• The task
A single number is the answer: the count of lines in the records that hold the word "store".

** Opening Information given block **

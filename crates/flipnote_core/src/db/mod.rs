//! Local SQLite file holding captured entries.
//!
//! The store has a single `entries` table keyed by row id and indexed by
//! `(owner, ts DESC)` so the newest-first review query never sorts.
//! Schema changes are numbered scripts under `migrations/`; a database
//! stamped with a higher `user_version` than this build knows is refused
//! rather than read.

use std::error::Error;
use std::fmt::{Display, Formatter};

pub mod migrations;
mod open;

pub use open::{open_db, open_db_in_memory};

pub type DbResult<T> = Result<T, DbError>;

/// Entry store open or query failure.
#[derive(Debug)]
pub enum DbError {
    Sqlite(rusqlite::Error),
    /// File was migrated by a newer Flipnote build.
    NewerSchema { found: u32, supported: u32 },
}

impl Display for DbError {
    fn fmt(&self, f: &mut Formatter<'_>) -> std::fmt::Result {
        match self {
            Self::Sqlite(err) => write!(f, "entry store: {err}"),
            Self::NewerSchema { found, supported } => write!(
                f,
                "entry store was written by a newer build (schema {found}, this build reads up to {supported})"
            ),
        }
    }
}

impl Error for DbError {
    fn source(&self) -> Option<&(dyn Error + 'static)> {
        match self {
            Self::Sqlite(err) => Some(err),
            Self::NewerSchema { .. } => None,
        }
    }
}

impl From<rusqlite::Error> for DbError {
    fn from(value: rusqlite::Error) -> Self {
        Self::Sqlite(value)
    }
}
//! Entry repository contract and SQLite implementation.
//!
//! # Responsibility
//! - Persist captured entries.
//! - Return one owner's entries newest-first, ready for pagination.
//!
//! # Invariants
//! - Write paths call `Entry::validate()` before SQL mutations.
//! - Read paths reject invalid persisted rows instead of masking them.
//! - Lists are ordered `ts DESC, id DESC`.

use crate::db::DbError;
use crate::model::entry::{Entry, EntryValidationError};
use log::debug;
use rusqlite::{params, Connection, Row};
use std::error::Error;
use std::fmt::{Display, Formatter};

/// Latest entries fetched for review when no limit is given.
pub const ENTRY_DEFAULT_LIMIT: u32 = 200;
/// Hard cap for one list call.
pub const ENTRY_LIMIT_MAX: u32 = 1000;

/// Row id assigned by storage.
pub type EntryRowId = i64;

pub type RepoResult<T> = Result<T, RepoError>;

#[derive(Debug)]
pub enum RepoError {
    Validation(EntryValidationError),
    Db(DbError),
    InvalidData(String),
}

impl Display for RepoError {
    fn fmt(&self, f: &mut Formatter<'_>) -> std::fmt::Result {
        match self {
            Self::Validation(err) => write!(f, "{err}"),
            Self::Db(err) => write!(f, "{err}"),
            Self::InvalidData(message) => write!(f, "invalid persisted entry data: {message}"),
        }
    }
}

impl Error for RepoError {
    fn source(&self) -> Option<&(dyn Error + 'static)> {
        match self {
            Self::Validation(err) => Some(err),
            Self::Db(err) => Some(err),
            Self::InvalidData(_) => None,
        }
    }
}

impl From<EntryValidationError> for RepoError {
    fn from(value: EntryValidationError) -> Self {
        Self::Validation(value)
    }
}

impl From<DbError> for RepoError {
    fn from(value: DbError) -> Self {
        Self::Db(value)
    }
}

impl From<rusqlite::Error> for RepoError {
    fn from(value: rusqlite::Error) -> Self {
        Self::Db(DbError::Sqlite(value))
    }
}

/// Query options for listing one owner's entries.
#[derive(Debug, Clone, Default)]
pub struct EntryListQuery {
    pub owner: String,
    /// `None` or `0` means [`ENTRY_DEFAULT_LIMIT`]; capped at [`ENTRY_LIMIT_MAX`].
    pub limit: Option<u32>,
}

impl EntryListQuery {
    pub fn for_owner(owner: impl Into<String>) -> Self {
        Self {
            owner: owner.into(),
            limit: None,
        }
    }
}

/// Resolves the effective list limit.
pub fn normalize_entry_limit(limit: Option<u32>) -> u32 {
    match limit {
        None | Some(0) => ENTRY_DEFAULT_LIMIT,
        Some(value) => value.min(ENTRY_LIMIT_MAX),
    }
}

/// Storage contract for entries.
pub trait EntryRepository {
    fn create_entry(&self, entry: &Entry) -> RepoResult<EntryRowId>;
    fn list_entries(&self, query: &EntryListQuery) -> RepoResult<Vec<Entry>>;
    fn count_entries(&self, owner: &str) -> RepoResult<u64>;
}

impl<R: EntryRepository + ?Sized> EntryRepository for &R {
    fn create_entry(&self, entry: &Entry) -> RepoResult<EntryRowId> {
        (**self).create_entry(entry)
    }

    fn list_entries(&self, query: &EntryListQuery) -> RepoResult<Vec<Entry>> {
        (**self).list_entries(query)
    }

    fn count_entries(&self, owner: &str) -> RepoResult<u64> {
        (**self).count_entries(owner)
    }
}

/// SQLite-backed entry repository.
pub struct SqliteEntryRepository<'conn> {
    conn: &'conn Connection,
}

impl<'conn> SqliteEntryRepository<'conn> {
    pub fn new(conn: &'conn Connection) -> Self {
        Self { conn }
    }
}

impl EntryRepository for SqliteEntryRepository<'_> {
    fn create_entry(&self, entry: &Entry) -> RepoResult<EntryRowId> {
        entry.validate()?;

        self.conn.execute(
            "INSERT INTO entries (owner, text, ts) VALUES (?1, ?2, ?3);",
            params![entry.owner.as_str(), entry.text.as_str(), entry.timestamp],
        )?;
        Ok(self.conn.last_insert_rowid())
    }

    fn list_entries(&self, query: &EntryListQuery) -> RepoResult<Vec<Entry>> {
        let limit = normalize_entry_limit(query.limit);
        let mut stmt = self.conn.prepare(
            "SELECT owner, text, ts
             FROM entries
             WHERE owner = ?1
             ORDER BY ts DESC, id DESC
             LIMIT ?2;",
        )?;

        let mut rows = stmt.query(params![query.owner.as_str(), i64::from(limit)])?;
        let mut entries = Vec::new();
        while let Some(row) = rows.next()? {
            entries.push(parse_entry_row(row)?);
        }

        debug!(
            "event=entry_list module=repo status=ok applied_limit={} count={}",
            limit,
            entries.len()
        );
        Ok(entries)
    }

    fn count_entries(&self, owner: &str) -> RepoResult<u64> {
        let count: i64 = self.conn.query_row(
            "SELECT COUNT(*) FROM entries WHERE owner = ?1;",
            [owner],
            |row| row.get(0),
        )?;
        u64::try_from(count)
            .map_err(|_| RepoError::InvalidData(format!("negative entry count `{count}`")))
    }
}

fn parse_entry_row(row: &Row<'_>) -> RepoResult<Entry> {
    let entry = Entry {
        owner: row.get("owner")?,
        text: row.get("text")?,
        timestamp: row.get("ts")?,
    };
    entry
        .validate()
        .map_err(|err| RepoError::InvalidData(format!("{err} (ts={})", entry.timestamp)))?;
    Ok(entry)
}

** Closing Information given block **

• Result of the exercise
4